Postanowienia mające niekorzystny wpływ na prawa i obowiązki konsumenta określane są jako klauzule niedozwolone. Przygotowaniem dokumentacji zazwyczaj zajmuje się przedsiębiorca, dlatego warto upewnić się, czy w Twoje ręce trafia prawidłowo skonstruowane pismo. Czy wiesz, na co uważać w umowie deweloperskiej? Szczegółowy wykaz klauzul niedozwolonych można znaleźć na stronie internetowej Urzędu Ochrony Konkurencji i Konsumentów. Wśród niekorzystnych zapisów znajdują się między innymi:
- informacja o braku zwrotu pieniędzy, jeśli powierzchnia nieruchomości będzie mniejsza niż zakładała to umowa,
- ograniczenie odpowiedzialności dewelopera – zapis powodujący, że deweloper może ponosić odpowiedzialność za swoje działania jedynie w wyjątkowych sytuacjach,
- uzależnienie terminu ukończenia inwestycji deweloperskiej od dostępności podwykonawców, co może znacznie wydłużyć termin oddania nieruchomości.
Jednym z najlepszych sposobów na uniknięcie nieprzyjemności związanych z podpisaniem umowy zawierającej klauzule niedozwolone, jest skonsultowanie wzoru dokumentu ze specjalistą. Prawnik od nieruchomości doskonale zna techniki stosowane przez deweloperów, dzięki czemu odpowiednio wcześnie wyłapie niekorzystne dla swojego klienta zapisy.
Co musi się znaleźć się w umowie deweloperskiej?
Co ważne, umowa deweloperska i jej zapisy w znacznym zakresie są regulowane przez tak zwaną ustawę deweloperską. Wyznacza ona elementy obowiązkowe, które powinny znaleźć się w dokumencie.

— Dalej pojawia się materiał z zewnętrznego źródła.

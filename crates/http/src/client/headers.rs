//! Process-wide default headers shared by every request of a client

use super::error::ClientError;
use reqwest::header::{AUTHORIZATION, HeaderMap, HeaderName, HeaderValue};
use std::sync::{Arc, PoisonError, RwLock};

/// Mutable header map applied to every outgoing request before middleware runs.
///
/// Clones share the same map, so a handle given to the session layer can set
/// or remove the default `Authorization` header seen by the client.
#[derive(Clone, Debug, Default)]
pub struct DefaultHeaders {
    inner: Arc<RwLock<HeaderMap>>,
}

impl DefaultHeaders {
    pub fn new(headers: HeaderMap) -> Self {
        Self {
            inner: Arc::new(RwLock::new(headers)),
        }
    }

    /// Copy of the current headers
    pub fn snapshot(&self) -> HeaderMap {
        self.inner
            .read()
            .unwrap_or_else(PoisonError::into_inner)
            .clone()
    }

    pub fn get(&self, name: &HeaderName) -> Option<HeaderValue> {
        self.inner
            .read()
            .unwrap_or_else(PoisonError::into_inner)
            .get(name)
            .cloned()
    }

    pub fn insert(&self, name: HeaderName, value: HeaderValue) {
        self.inner
            .write()
            .unwrap_or_else(PoisonError::into_inner)
            .insert(name, value);
    }

    pub fn remove(&self, name: &HeaderName) -> Option<HeaderValue> {
        self.inner
            .write()
            .unwrap_or_else(PoisonError::into_inner)
            .remove(name)
    }

    /// Set `Authorization: Bearer <token>` for all subsequent requests
    pub fn set_bearer(&self, token: &str) -> Result<(), ClientError> {
        self.insert(AUTHORIZATION, bearer_value(token)?);
        Ok(())
    }

    pub fn clear_bearer(&self) {
        self.remove(&AUTHORIZATION);
    }

    /// Current default `Authorization` value as text
    pub fn authorization(&self) -> Option<String> {
        self.get(&AUTHORIZATION)
            .and_then(|v| v.to_str().ok().map(str::to_string))
    }
}

/// Build a sensitive `Bearer <token>` header value
pub fn bearer_value(token: &str) -> Result<HeaderValue, ClientError> {
    let mut value = HeaderValue::from_str(&format!("Bearer {token}"))
        .map_err(|e| ClientError::Configuration(format!("token is not a valid header value: {e}")))?;
    value.set_sensitive(true);
    Ok(value)
}
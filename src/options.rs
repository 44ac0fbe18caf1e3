//! How to handle config files and arguments.

pub mod args;
pub mod config;
mod error;

use std::{fs, path::Path};

pub use error::{OptionError, OptionResult};

use self::{args::Args, config::Config};
use crate::collection::disks::{DiskScanner, SpaceQuery};

/// Reads the config file at `path`, or returns the defaults if no path is given.
pub fn read_config(path: Option<&Path>) -> OptionResult<Config> {
    let Some(path) = path else {
        return Ok(Config::default());
    };

    let text = fs::read_to_string(path).map_err(|err| {
        OptionError::other(format!(
            "unable to read the config file at '{}': {err}",
            path.display()
        ))
    })?;

    Ok(toml_edit::de::from_str(&text)?)
}

/// Builds a [`DiskScanner`] from the arguments and config. Arguments take
/// precedence over the config file.
pub fn init_scanner<Q: SpaceQuery>(
    args: &Args, config: &Config, query: Q,
) -> OptionResult<DiskScanner<Q>> {
    let disk = config.disk();
    let mut scanner = DiskScanner::new(query).policy(disk.policy()?);

    if let Some(mounts) = &args.mounts {
        if mounts.as_os_str().is_empty() {
            return Err(OptionError::arg("'--mounts' must not be empty."));
        }
        scanner = scanner.mount_table(mounts);
    } else if let Some(mount_table) = disk.mount_table() {
        scanner = scanner.mount_table(mount_table);
    }

    Ok(scanner)
}
//! Fallback for platforms without `statvfs`; every query fails, so no mount
//! contributes to the totals.

use std::path::Path;

use anyhow::bail;

use super::{SpaceQuery, Usage};

#[derive(Debug, Default, Clone, Copy)]
pub struct StatvfsQuery;

impl SpaceQuery for StatvfsQuery {
    fn usage(&self, mount_point: &Path) -> anyhow::Result<Usage> {
        bail!("filesystem statistics are unsupported on this platform ({mount_point:?})")
    }
}
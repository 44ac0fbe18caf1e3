use hashbrown::HashSet;

/// Devices that have already been accounted for during a single scan.
///
/// Keys are the device strings exactly as they appear in the mount table.
/// A device mounted at several mount points is only counted the first time
/// it is seen.
#[derive(Debug, Default)]
pub struct SeenDevices {
    devices: HashSet<String>,
}

impl SeenDevices {
    pub fn new() -> Self {
        Self::default()
    }

    /// Returns `true` if `device` was already present. Otherwise, marks it as
    /// seen and returns `false`.
    pub fn check_and_mark(&mut self, device: &str) -> bool {
        if self.devices.contains(device) {
            true
        } else {
            self.devices.insert(device.to_owned());
            false
        }
    }

    #[inline]
    pub fn len(&self) -> usize {
        self.devices.len()
    }

    #[inline]
    pub fn is_empty(&self) -> bool {
        self.devices.is_empty()
    }

    /// Forgets every device, releasing the backing storage.
    pub fn clear(&mut self) {
        self.devices.clear();
        self.devices.shrink_to_fit();
    }
}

Wśród nich wymienia się:
- określenie stron umowy,
- informacje dotyczące mieszkaniowego rachunku powierniczego,
- termin rozpoczęcia i zakończenia prac budowlanych,
- terminy odbioru i zawarcia umowy przenoszącej własność,
- wskazanie sposobu pomiaru powierzchni nieruchomości,
- określenie standardu prac wykończeniowych, które będzie miał obowiązek wykonać deweloper.
Brak wymienionych elementów albo ich określenie w nadmiernie skomplikowany sposób powinno stanowić sygnał ostrzegawczy dla przyszłego nabywcy. Dodatkowo należy zwrócić uwagę, czy w umowie nie znalazły się rozwiązania, które mogą stać się przyczyną nieporozumień w przyszłości. Doskonałym przykładem są wizualizacje inwestycji dostarczane przez dewelopera, które mogą sugerować, że tak właśnie powinna wyglądać nieruchomość po oddaniu w ręce nabywcy. Tymczasem stan faktyczny powinien być dokładnie opisany w umowie.
Dodatkowo warto też sprawdzić kondycję finansową dewelopera, aby upewnić się, że nie jest on zadłużony oraz nie ma problemów z wierzycielami. Weryfikacji można dokonać w Krajowym Rejestrze Sądowym poprzez wgląd do Krajowego Rejestru Zadłużonych. Dodatkowo warto sprawdzić bazę dłużników, gdzie wyszczególnione zostały nierzetelne finansowo podmioty gospodarcze. Ważnym atutem zwiększającym wiarygodność dewelopera jest także członkostwo w Polskim Związku Firm Deweloperskich lub innej organizacji branżowej.